Data
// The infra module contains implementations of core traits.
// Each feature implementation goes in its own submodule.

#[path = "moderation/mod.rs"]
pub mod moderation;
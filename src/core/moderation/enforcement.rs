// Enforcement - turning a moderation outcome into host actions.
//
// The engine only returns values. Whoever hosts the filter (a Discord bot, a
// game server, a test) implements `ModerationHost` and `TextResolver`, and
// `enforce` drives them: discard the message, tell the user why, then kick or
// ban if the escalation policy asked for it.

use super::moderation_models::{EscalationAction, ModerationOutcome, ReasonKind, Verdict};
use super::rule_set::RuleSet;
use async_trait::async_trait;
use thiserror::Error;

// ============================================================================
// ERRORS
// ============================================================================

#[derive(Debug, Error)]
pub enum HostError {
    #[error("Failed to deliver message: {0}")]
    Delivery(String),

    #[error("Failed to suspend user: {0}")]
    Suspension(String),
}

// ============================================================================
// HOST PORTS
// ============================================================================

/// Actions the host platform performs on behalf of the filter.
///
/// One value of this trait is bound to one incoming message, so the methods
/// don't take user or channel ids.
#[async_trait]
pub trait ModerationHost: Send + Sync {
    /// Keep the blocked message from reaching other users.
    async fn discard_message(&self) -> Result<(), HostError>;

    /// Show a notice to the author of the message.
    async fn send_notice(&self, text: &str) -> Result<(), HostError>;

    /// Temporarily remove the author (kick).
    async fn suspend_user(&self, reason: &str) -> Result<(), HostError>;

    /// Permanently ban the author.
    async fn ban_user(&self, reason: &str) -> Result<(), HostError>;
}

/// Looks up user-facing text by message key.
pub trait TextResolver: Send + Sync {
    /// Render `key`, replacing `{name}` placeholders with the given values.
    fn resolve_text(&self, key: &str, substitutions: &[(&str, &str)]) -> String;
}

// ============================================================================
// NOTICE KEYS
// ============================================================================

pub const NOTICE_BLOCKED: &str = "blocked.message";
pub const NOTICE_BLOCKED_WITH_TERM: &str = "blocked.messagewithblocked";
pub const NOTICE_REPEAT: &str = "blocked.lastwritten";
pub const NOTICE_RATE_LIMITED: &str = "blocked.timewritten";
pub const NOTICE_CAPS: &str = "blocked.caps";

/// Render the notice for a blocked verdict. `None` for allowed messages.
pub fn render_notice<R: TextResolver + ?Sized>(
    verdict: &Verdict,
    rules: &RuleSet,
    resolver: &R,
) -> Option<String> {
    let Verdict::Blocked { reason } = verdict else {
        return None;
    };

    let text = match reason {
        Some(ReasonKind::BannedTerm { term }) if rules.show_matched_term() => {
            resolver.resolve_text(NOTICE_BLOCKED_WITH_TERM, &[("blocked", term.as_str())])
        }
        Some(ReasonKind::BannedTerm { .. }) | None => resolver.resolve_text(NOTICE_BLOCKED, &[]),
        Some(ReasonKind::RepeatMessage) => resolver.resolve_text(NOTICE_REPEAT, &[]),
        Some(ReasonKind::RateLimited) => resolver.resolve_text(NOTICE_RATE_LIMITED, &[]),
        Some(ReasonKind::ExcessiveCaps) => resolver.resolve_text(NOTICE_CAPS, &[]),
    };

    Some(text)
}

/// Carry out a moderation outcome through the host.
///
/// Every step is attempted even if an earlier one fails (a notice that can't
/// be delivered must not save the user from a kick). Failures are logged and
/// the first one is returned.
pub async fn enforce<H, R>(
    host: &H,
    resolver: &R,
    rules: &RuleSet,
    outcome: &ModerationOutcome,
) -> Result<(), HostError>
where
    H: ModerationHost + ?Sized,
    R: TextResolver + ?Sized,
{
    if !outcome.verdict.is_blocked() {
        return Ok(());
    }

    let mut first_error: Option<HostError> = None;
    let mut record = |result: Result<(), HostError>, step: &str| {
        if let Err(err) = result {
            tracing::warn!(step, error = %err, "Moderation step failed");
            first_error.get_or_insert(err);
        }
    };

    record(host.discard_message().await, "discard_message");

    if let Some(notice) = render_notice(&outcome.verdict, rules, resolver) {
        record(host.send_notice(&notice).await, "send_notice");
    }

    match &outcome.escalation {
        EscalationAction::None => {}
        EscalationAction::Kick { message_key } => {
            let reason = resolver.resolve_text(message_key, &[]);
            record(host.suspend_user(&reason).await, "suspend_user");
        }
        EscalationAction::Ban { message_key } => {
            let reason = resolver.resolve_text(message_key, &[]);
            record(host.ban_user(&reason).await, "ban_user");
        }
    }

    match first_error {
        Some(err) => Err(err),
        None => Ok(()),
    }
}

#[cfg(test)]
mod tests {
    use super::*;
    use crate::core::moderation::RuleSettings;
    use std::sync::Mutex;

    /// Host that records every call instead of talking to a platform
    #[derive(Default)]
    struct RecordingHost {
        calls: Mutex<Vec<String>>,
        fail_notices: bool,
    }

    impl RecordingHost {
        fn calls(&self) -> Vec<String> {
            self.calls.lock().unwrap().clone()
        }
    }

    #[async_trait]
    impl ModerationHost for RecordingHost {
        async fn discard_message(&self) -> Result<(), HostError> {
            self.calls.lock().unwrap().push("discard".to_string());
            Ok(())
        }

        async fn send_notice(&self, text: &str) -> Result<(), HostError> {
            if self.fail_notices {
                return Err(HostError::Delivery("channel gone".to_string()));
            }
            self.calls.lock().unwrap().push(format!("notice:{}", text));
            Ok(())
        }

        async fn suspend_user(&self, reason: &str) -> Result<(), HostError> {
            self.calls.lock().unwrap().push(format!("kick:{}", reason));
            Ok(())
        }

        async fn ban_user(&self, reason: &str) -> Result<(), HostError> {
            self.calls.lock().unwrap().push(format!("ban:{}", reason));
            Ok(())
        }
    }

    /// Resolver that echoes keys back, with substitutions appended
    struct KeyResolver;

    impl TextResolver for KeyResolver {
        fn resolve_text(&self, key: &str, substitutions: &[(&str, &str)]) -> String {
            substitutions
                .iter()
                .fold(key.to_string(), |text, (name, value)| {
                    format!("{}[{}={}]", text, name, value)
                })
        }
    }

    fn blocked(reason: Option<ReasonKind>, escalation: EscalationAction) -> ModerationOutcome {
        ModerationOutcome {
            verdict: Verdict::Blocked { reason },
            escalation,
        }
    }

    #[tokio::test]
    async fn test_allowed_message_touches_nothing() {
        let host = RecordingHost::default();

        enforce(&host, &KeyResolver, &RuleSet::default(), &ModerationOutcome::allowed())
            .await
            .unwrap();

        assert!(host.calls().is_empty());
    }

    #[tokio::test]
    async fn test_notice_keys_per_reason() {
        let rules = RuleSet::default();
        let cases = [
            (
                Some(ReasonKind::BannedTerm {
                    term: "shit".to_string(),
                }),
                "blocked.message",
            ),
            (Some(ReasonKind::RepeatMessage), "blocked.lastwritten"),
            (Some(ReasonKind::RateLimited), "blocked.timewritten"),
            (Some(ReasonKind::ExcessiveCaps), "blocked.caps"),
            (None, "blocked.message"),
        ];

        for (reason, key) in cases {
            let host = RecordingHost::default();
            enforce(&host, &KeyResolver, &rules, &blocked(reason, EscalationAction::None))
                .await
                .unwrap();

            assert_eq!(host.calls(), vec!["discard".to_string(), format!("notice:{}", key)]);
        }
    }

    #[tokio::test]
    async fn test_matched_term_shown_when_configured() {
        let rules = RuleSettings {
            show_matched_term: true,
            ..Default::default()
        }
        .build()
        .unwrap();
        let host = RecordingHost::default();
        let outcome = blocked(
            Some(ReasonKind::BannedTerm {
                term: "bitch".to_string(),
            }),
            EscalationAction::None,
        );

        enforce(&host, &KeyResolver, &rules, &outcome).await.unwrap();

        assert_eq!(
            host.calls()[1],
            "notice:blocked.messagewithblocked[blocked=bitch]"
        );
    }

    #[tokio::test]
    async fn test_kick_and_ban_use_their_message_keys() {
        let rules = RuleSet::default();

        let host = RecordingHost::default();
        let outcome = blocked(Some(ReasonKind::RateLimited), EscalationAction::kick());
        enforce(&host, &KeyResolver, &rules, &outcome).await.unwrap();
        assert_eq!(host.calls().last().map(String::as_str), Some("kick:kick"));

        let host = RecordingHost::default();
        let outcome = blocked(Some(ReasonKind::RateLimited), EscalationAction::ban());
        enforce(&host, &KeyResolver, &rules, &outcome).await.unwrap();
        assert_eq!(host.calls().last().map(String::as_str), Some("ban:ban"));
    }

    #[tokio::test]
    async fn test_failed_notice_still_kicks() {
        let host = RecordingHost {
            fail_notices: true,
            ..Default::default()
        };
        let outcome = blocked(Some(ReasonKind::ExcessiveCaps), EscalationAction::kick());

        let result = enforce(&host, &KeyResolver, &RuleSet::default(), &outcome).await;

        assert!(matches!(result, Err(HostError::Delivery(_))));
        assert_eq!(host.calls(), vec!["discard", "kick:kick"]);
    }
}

Task to complete
Which of the lines above hold the string "lastwritten"? Copy each one.

Response box
pub const NOTICE_REPEAT: &str = "blocked.lastwritten";
            (Some(ReasonKind::RepeatMessage), "blocked.lastwritten"),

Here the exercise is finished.